Detection of attempted movement from the EEG during neuromuscular block: proof of principle study in awake volunteers

Brain-Computer Interfaces (BCIs) have the potential to detect intraoperative awareness during general anaesthesia. Traditionally, BCI research is aimed at establishing or improving communication and control for patients with permanent paralysis. Patients experiencing intraoperative awareness also lack the means to communicate after administration of a neuromuscular blocker, but may attempt to move.

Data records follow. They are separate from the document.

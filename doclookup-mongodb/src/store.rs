//! The store seam between lookup handlers and the database.
//!
//! Handlers talk to a [`DocumentStore`]; [`MongoStore`] is the production
//! implementation backed by the [`CollectionProvider`], and [`MemoryStore`]
//! serves a fixed set of documents for demos and tests.

use std::sync::Arc;

use async_trait::async_trait;
use bson::{Document, doc};
use futures::TryStreamExt;
use mongodb::options::FindOptions;
use tracing::debug;

use crate::client::CollectionProvider;
use crate::document::DocumentExt;
use crate::error::{MongoError, MongoResult};

/// Read access to the looked-up collection.
#[async_trait]
pub trait DocumentStore: Send + Sync {
    /// Find the first document matching an equality filter.
    async fn find_one(&self, filter: Document) -> MongoResult<Option<Document>>;

    /// Fetch a page of documents sorted ascending on `sort_field`.
    async fn find_page(&self, sort_field: &str, skip: u64, limit: u64)
    -> MongoResult<Vec<Document>>;

    /// Count every document in the collection.
    async fn count(&self) -> MongoResult<u64>;

    /// Check that the store is reachable.
    async fn ping(&self) -> MongoResult<()>;
}

/// [`DocumentStore`] backed by MongoDB.
#[derive(Clone)]
pub struct MongoStore {
    provider: Arc<CollectionProvider>,
}

impl MongoStore {
    /// Create a store over a collection provider.
    pub fn new(provider: Arc<CollectionProvider>) -> Self {
        Self { provider }
    }

    /// Get the underlying provider.
    pub fn provider(&self) -> &CollectionProvider {
        &self.provider
    }
}

#[async_trait]
impl DocumentStore for MongoStore {
    async fn find_one(&self, filter: Document) -> MongoResult<Option<Document>> {
        let collection = self.provider.get().await?;
        debug!(filter = %filter, "Executing find_one");

        Ok(collection.find_one(filter, None).await?)
    }

    async fn find_page(
        &self,
        sort_field: &str,
        skip: u64,
        limit: u64,
    ) -> MongoResult<Vec<Document>> {
        let collection = self.provider.get().await?;
        let limit = i64::try_from(limit)
            .map_err(|_| MongoError::query(format!("page size {} is too large", limit)))?;

        let mut sort = Document::new();
        sort.insert(sort_field, 1);

        let options = FindOptions::builder()
            .sort(sort)
            .skip(skip)
            .limit(limit)
            .build();

        debug!(sort_field = %sort_field, skip, limit, "Executing find_page");

        let cursor = collection.find(doc! {}, options).await?;
        Ok(cursor.try_collect().await?)
    }

    async fn count(&self) -> MongoResult<u64> {
        let collection = self.provider.get().await?;
        Ok(collection.count_documents(doc! {}, None).await?)
    }

    async fn ping(&self) -> MongoResult<()> {
        self.provider.connected().await?.client.ping().await
    }
}

/// In-memory [`DocumentStore`] holding documents in insertion order.
///
/// `find_page` keeps insertion order and ignores the sort field.
#[derive(Debug, Clone, Default)]
pub struct MemoryStore {
    docs: Vec<Document>,
}

impl MemoryStore {
    /// Create an empty store.
    pub fn new() -> Self {
        Self::default()
    }

    /// Create a store holding the given documents.
    pub fn with_documents(docs: impl IntoIterator<Item = Document>) -> Self {
        Self {
            docs: docs.into_iter().collect(),
        }
    }

    /// Add a document.
    pub fn insert(mut self, doc: Document) -> Self {
        self.docs.push(doc);
        self
    }

    /// Number of stored documents.
    pub fn len(&self) -> usize {
        self.docs.len()
    }

    /// Whether the store is empty.
    pub fn is_empty(&self) -> bool {
        self.docs.is_empty()
    }
}

#[async_trait]
impl DocumentStore for MemoryStore {
    async fn find_one(&self, filter: Document) -> MongoResult<Option<Document>> {
        Ok(self.docs.iter().find(|doc| doc.matches(&filter)).cloned())
    }

    async fn find_page(
        &self,
        _sort_field: &str,
        skip: u64,
        limit: u64,
    ) -> MongoResult<Vec<Document>> {
        let skip = usize::try_from(skip).unwrap_or(usize::MAX);
        let limit = usize::try_from(limit).unwrap_or(usize::MAX);

        Ok(self.docs.iter().skip(skip).take(limit).cloned().collect())
    }

    async fn count(&self) -> MongoResult<u64> {
        Ok(self.docs.len() as u64)
    }

    async fn ping(&self) -> MongoResult<()> {
        Ok(())
    }
}
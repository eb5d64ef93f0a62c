//! Integration tests for the table against a running server.
//!
//! The router is served on an ephemeral port and the table controller
//! fetches from it through the HTTP source.

use std::net::SocketAddr;
use std::sync::Arc;

use pretty_assertions::assert_eq;
use tokio::net::TcpListener;
use tokio::sync::oneshot;

use doclookup::mongodb::{MemoryStore, doc};
use doclookup::query::LookupSettings;
use doclookup::server::{AppState, LookupServer, LookupService, ServerConfig};
use doclookup::table::{Endpoints, HttpSource, Labels, Mode, TableController};

struct TestServer {
    addr: SocketAddr,
    shutdown: Option<oneshot::Sender<()>>,
}

impl TestServer {
    async fn start(rows: u32) -> Self {
        let store = MemoryStore::with_documents((1..=rows).map(|n| {
            doc! { "code": format!("C{:03}", n), "name": format!("Student {}", n), "enrolled": n % 3 != 0 }
        }));
        let settings = LookupSettings::default().with_primary_id_field("code");
        let service = LookupService::new(Arc::new(settings), Arc::new(store));

        let listener = TcpListener::bind("127.0.0.1:0").await.unwrap();
        let addr = listener.local_addr().unwrap();
        let (tx, rx) = oneshot::channel::<()>();

        let server = LookupServer::new(ServerConfig::default(), AppState::new(service));
        tokio::spawn(async move {
            server
                .serve(listener, async {
                    let _ = rx.await;
                })
                .await
                .unwrap();
        });

        Self {
            addr,
            shutdown: Some(tx),
        }
    }

    fn table(&self) -> TableController<HttpSource> {
        let endpoints = Endpoints::for_base(&format!("http://{}", self.addr)).unwrap();
        TableController::new(HttpSource::new(endpoints), 25)
            .with_labels(Labels::english())
            .with_identity_field("code")
    }
}

impl Drop for TestServer {
    fn drop(&mut self) {
        if let Some(tx) = self.shutdown.take() {
            let _ = tx.send(());
        }
    }
}

#[tokio::test]
async fn test_pages_through_collection() {
    let server = TestServer::start(57).await;
    let mut table = server.table();

    let view = table.load_list_page().await;
    assert_eq!(view.columns, vec!["code", "name", "enrolled"]);
    assert_eq!(view.rows[0], vec!["C001", "Student 1", "true"]);
    assert_eq!(view.page_info, "Page 1 \u{2022} 1\u{2013}25 of 57");
    assert!(view.prev_disabled);
    assert!(!view.next_disabled);

    table.next_page().await;
    let view = table.next_page().await;
    assert_eq!(view.rows.len(), 7);
    assert_eq!(view.page_info, "Page 3 \u{2022} 51\u{2013}57 of 57");
    assert!(view.next_disabled);

    let view = table.prev_page().await;
    assert_eq!(view.page_info, "Page 2 \u{2022} 26\u{2013}50 of 57");
}

#[tokio::test]
async fn test_search_and_clear() {
    let server = TestServer::start(10).await;
    let mut table = server.table();

    let view = table.submit_search("C003").await;
    assert_eq!(view.rows, vec![vec!["C003", "Student 3", "false"]]);
    assert_eq!(view.page_info, "Search by ID: \u{201c}C003\u{201d} \u{2022} 1 row(s)");
    assert!(view.prev_disabled && view.next_disabled);
    assert_eq!(table.state().mode, Mode::Search);

    let view = table.submit_search("C999").await;
    assert_eq!(view.columns, vec!["No data"]);
    assert_eq!(view.status, "Search failed");
    assert!(!table.state().loading);

    let view = table.clear().await;
    assert_eq!(view.page_info, "Page 1 \u{2022} 1\u{2013}10 of 10");
    assert_eq!(table.state().mode, Mode::List);
}

#[tokio::test]
async fn test_unreachable_server_shows_error_row() {
    let addr = {
        let listener = TcpListener::bind("127.0.0.1:0").await.unwrap();
        listener.local_addr().unwrap()
    };
    let endpoints = Endpoints::for_base(&format!("http://{addr}")).unwrap();
    let mut table = TableController::new(HttpSource::new(endpoints), 25);

    let view = table.load_list_page().await;
    assert_eq!(view.columns, vec!["Error"]);
    assert!(view.page_info.is_empty());
    assert_eq!(view.status, "Error al cargar");
    assert!(!table.state().loading);
}

#[tokio::test]
async fn test_table_page_over_http() {
    let server = TestServer::start(3).await;
    let url = format!("http://{}/?id=C002", server.addr);

    let html = reqwest::get(url).await.unwrap().text().await.unwrap();
    assert!(html.contains("<td>Student 2</td>"));
    assert!(html.contains("Búsqueda por ID"));
}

This study evaluates the principle of detecting attempted movements from the electroencephalogram (EEG) during local temporary neuromuscular blockade. EEG was obtained from four healthy volunteers making 3-second hand movements, both before and after local administration of rocuronium in one isolated forearm. Using offline classification analysis we investigated whether the attempted movements the participants made during paralysis could be distinguished from the periods when they did not move or attempt to move. Attempted movement trials were correctly identified in 81 (68–94)% (mean (95% CI)) and 84 (74–93)% of the cases using 30 and 9 EEG channels, respectively. Similar accuracies were obtained when training the classifier on the participants’ actual movements. These results provide proof of the principle that a BCI can detect movement attempts during neuromuscular blockade. Based on this, in the future a BCI may serve as a communication channel between a patient under general anaesthesia and the anaesthesiologist.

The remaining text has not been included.